Welcome to GigaElixir Gazette, your 5-minute digest of Elixir ecosystem news that actually matters.
This week in Elixir: Phoenix LiveView 1.2 arrives with colocated CSS - write scoped styles inside your HEEx templates without touching your bundler config. OTP 29.0.2 closes seven CVEs across erts, SSH, SSL, FTP, and inets - including a buffer overflow in SCTP chunk parsing that could escalate to remote code execution.

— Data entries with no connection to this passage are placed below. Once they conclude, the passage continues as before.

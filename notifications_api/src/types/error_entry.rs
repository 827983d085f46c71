use serde::{Deserialize, Serialize};

use crate::errors::REQUEST_ERROR_MESSAGE;

/// One entry of the `errors` list the API returns with a failed request.
#[derive(Serialize, Deserialize, Debug, Clone, PartialEq, Eq)]
pub struct ApiErrorEntry {
    pub error: String,
    pub message: String,
}

impl ApiErrorEntry {
    /// Entry used when the server body carries no usable `errors` list.
    pub fn generic() -> Self {
        Self {
            error: "HTTPError".to_string(),
            message: REQUEST_ERROR_MESSAGE.to_string(),
        }
    }
}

Also: Thinking Elixir wraps six years and 307 episodes on June 23rd. Continuum brings Temporal-style durable workflows to OTP natively. The Pro Tips section covers DoubleDown: DB-free Ecto tests that run hundreds of times faster.
. WEEKLY PICKS .
📻 Thinking Elixir Wraps Six Years - Final Episode June 23rd
Mark announces the final episode lands June 23rd - over six years and 307 weekly episodes. The news section covers Ecto 3.14 landing with UUIDv7 support for time-sortable primary keys, Oban Pro adding a human-approval step that pauses jobs mid-execution without holding a database connection open, Hologram v0.9 shipping a Realtime WebSocket push feature, and NSA Zero Trust Implementation Guidelines that complement the Erlang Foundation's own security hardening document.

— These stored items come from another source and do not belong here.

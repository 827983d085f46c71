use crate::types::TemplateType;

use super::Query;

/// Filters for `GET /v2/templates`.
#[derive(Debug, Clone, Copy, Default, PartialEq, Eq)]
pub struct TemplateQuery {
    pub template_type: Option<TemplateType>,
}

impl Query for TemplateQuery {
    fn to_query_pairs(&self) -> Vec<(String, String)> {
        match self.template_type {
            Some(template_type) => vec![("type".to_string(), template_type.to_string())],
            None => Vec::new(),
        }
    }
}

impl TemplateQuery {
    pub fn with_template_type(mut self, template_type: TemplateType) -> Self {
        self.template_type = Some(template_type);
        self
    }
}
use std::io::Write;
use std::sync::{Arc, Mutex};

use notifications_api::{Client, Error};
use serde_json::json;
use wiremock::matchers::{method, path};
use wiremock::{Mock, MockServer, ResponseTemplate};

#[derive(Clone, Default)]
struct LogBuffer(Arc<Mutex<Vec<u8>>>);

impl LogBuffer {
    fn contents(&self) -> String {
        String::from_utf8(self.0.lock().unwrap().clone()).unwrap()
    }
}

impl Write for LogBuffer {
    fn write(&mut self, buf: &[u8]) -> std::io::Result<usize> {
        self.0.lock().unwrap().extend_from_slice(buf);
        Ok(buf.len())
    }

    fn flush(&mut self) -> std::io::Result<()> {
        Ok(())
    }
}

/// Installs a debug-level subscriber for the current thread that writes into
/// the returned buffer. `#[tokio::test]` runs on a single thread, so every
/// event emitted while the guard is alive lands in the buffer.
fn capture_logs() -> (LogBuffer, tracing::subscriber::DefaultGuard) {
    let buffer = LogBuffer::default();
    let writer = buffer.clone();
    let subscriber = tracing_subscriber::fmt()
        .with_max_level(tracing::Level::DEBUG)
        .with_ansi(false)
        .with_writer(move || writer.clone())
        .finish();
    let guard = tracing::subscriber::set_default(subscriber);
    (buffer, guard)
}

#[tokio::test]
async fn elapsed_time_logged_on_success() {
    let mock_server = MockServer::start().await;

    Mock::given(method("GET"))
        .and(path("/notifications/abc"))
        .respond_with(ResponseTemplate::new(200).set_body_json(json!({"id": "abc"})))
        .mount(&mock_server)
        .await;

    let client = Client::new(&mock_server.uri(), "service-id", "api-key").unwrap();
    let (logs, _guard) = capture_logs();
    client.get_notification("abc").await.unwrap();

    let output = logs.contents();
    assert!(output.contains("API request GET"), "logs: {}", output);
    assert!(output.contains("finished in"), "logs: {}", output);
    assert!(!output.contains("failed with"), "logs: {}", output);
}

#[tokio::test]
async fn elapsed_time_logged_on_http_failure() {
    let mock_server = MockServer::start().await;

    Mock::given(method("GET"))
        .and(path("/notifications/abc"))
        .respond_with(ResponseTemplate::new(500).set_body_string("Internal Server Error"))
        .mount(&mock_server)
        .await;

    let client = Client::new(&mock_server.uri(), "service-id", "api-key").unwrap();
    let (logs, _guard) = capture_logs();
    let result = client.get_notification("abc").await;
    assert!(matches!(result, Err(Error::Http(_))));

    let output = logs.contents();
    assert!(output.contains("failed with 500"), "logs: {}", output);
    assert!(output.contains("finished in"), "logs: {}", output);
}

#[tokio::test]
async fn elapsed_time_logged_on_transport_failure() {
    // Nothing listens on port 1.
    let client = Client::new("http://127.0.0.1:1", "service-id", "api-key").unwrap();
    let (logs, _guard) = capture_logs();
    let result = client.get_notification("abc").await;
    assert!(matches!(result, Err(Error::Http(ref e)) if e.is_transport_failure()));

    let output = logs.contents();
    assert!(output.contains("failed with no status"), "logs: {}", output);
    assert!(output.contains("finished in"), "logs: {}", output);
}
//! User agent sent with every request.

/// Client name reported to the API.
pub const CLIENT_NAME: &str = "notifications-rust-client";

/// Returns `<client-name>/<crate-version>`.
pub fn get_user_agent() -> String {
    format!("{}/{}", CLIENT_NAME, env!("CARGO_PKG_VERSION"))
}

💡 LiveView 1.2 Colocates CSS - Scoped Styles Inside HEEx Templates
LiveView 1.2 lets you write CSS directly in HEEx templates using a <style :type={ColocatedCSS}> tag. The compiler extracts styles into the _build directory at compile time, feeding your existing Tailwind or Esbuild pipeline. The new @scope mechanism - opt-in via root_tag_attribute: phx-r - keeps component styles from leaking onto unrelated page elements. Browser support for @scope is still partial, so scoping ships as a configurable behavior rather than a default. Upgrade: {:phoenix_live_view, "~> 1.2.0"}.

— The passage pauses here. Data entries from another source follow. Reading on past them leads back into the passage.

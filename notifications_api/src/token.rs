//! HS256 bearer tokens sent with every request.
//!
//! A token is a compact JWT: base64url(header).base64url(claims).base64url(sig)
//! where the signature is HMAC-SHA256 keyed with the API key. The server
//! accepts it only while `iat` is within [`TOKEN_VALIDITY_SECONDS`] of its
//! clock, so tokens are minted fresh for each request.

use base64::{engine::general_purpose::URL_SAFE_NO_PAD, Engine as _};
use chrono::Utc;
use hmac::{Hmac, Mac};
use serde::{Deserialize, Serialize};
use sha2::Sha256;

type HmacSha256 = Hmac<Sha256>;

/// How far `iat` may drift from the current time before a token is rejected.
pub const TOKEN_VALIDITY_SECONDS: i64 = 30;

const ALGORITHM: &str = "HS256";

#[derive(thiserror::Error, Debug, Clone, PartialEq, Eq)]
pub enum TokenError {
    #[error("Invalid token: {0}")]
    Decode(String),
    #[error("Invalid token: signature")]
    Signature,
    #[error("Invalid token: unsupported algorithm {0}")]
    Algorithm(String),
    #[error("Invalid token: no issuer")]
    MissingIssuer,
    #[error("Token has expired")]
    Expired { issued_at: i64 },
    #[error("Invalid signing key")]
    InvalidKey,
}

#[derive(Serialize, Deserialize)]
struct Header {
    typ: String,
    alg: String,
}

/// Claims carried by a token: the issuing service and the issue time.
#[derive(Serialize, Deserialize, Debug, Clone, PartialEq, Eq)]
pub struct Claims {
    pub iss: String,
    pub iat: i64,
}

#[derive(Deserialize)]
struct RawClaims {
    iss: Option<String>,
    iat: Option<i64>,
}

/// Mints a token for `client_id`, signed with `secret`, issued now.
pub fn create_jwt_token(secret: &str, client_id: &str) -> Result<String, TokenError> {
    create_jwt_token_at(secret, client_id, Utc::now().timestamp())
}

/// Mints a token with an explicit issue time (unix seconds).
pub fn create_jwt_token_at(
    secret: &str,
    client_id: &str,
    issued_at: i64,
) -> Result<String, TokenError> {
    let header = Header {
        typ: "JWT".to_string(),
        alg: ALGORITHM.to_string(),
    };
    let claims = Claims {
        iss: client_id.to_string(),
        iat: issued_at,
    };

    let header_b64 = encode_segment(&header)?;
    let claims_b64 = encode_segment(&claims)?;
    let signing_input = format!("{}.{}", header_b64, claims_b64);
    let signature = sign(secret, signing_input.as_bytes())?;

    Ok(format!(
        "{}.{}",
        signing_input,
        URL_SAFE_NO_PAD.encode(signature)
    ))
}

/// Reads the issuer from a token without checking its signature.
pub fn get_token_issuer(token: &str) -> Result<String, TokenError> {
    let (_, claims_b64, _) = split(token)?;
    let claims: RawClaims = decode_segment(claims_b64)?;
    claims.iss.ok_or(TokenError::MissingIssuer)
}

/// Verifies a token against `secret` and the current time.
pub fn decode_jwt_token(token: &str, secret: &str) -> Result<Claims, TokenError> {
    decode_jwt_token_at(token, secret, Utc::now().timestamp())
}

/// Verifies a token against `secret` as if the current time were `now`.
pub fn decode_jwt_token_at(token: &str, secret: &str, now: i64) -> Result<Claims, TokenError> {
    let (header_b64, claims_b64, signature_b64) = split(token)?;

    let header: Header = decode_segment(header_b64)?;
    if header.alg != ALGORITHM {
        return Err(TokenError::Algorithm(header.alg));
    }

    let signature = URL_SAFE_NO_PAD
        .decode(signature_b64)
        .map_err(|e| TokenError::Decode(e.to_string()))?;
    let mut mac = HmacSha256::new_from_slice(secret.as_bytes()).map_err(|_| TokenError::InvalidKey)?;
    mac.update(header_b64.as_bytes());
    mac.update(b".");
    mac.update(claims_b64.as_bytes());
    mac.verify_slice(&signature)
        .map_err(|_| TokenError::Signature)?;

    let raw: RawClaims = decode_segment(claims_b64)?;
    let iss = raw.iss.ok_or(TokenError::MissingIssuer)?;
    let iat = raw
        .iat
        .ok_or_else(|| TokenError::Decode("missing iat".to_string()))?;

    if (now - iat).abs() > TOKEN_VALIDITY_SECONDS {
        return Err(TokenError::Expired { issued_at: iat });
    }

    Ok(Claims { iss, iat })
}

fn sign(secret: &str, input: &[u8]) -> Result<Vec<u8>, TokenError> {
    let mut mac = HmacSha256::new_from_slice(secret.as_bytes()).map_err(|_| TokenError::InvalidKey)?;
    mac.update(input);
    Ok(mac.finalize().into_bytes().to_vec())
}

fn split(token: &str) -> Result<(&str, &str, &str), TokenError> {
    let mut parts = token.split('.');
    match (parts.next(), parts.next(), parts.next(), parts.next()) {
        (Some(h), Some(c), Some(s), None) => Ok((h, c, s)),
        _ => Err(TokenError::Decode("expected three segments".to_string())),
    }
}

fn encode_segment<T: Serialize>(value: &T) -> Result<String, TokenError> {
    let json = serde_json::to_vec(value).map_err(|e| TokenError::Decode(e.to_string()))?;
    Ok(URL_SAFE_NO_PAD.encode(json))
}

fn decode_segment<T: for<'de> Deserialize<'de>>(segment: &str) -> Result<T, TokenError> {
    let bytes = URL_SAFE_NO_PAD
        .decode(segment)
        .map_err(|e| TokenError::Decode(e.to_string()))?;
    serde_json::from_slice(&bytes).map_err(|e| TokenError::Decode(e.to_string()))
}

🔐 OTP 29.0.2 Closes Seven CVEs Across SSH, SSL, and SCTP
OTP 29.0.2 patches seven CVEs in a single release: a buffer overflow in ERTS SCTP chunk parsing (CVE-2026-49759) that could escalate to remote code execution; an SSH username enumeration timing side-channel (CVE-2026-48859); an SSH path disclosure in the SFTP server (CVE-2026-48855); an FTP passive-mode SSRF vulnerability (CVE-2026-48858); and an inets HTTP client that was forwarding auth headers across redirects to different hosts (CVE-2026-48856). SSL distribution also patched. Patch OTP 29 today.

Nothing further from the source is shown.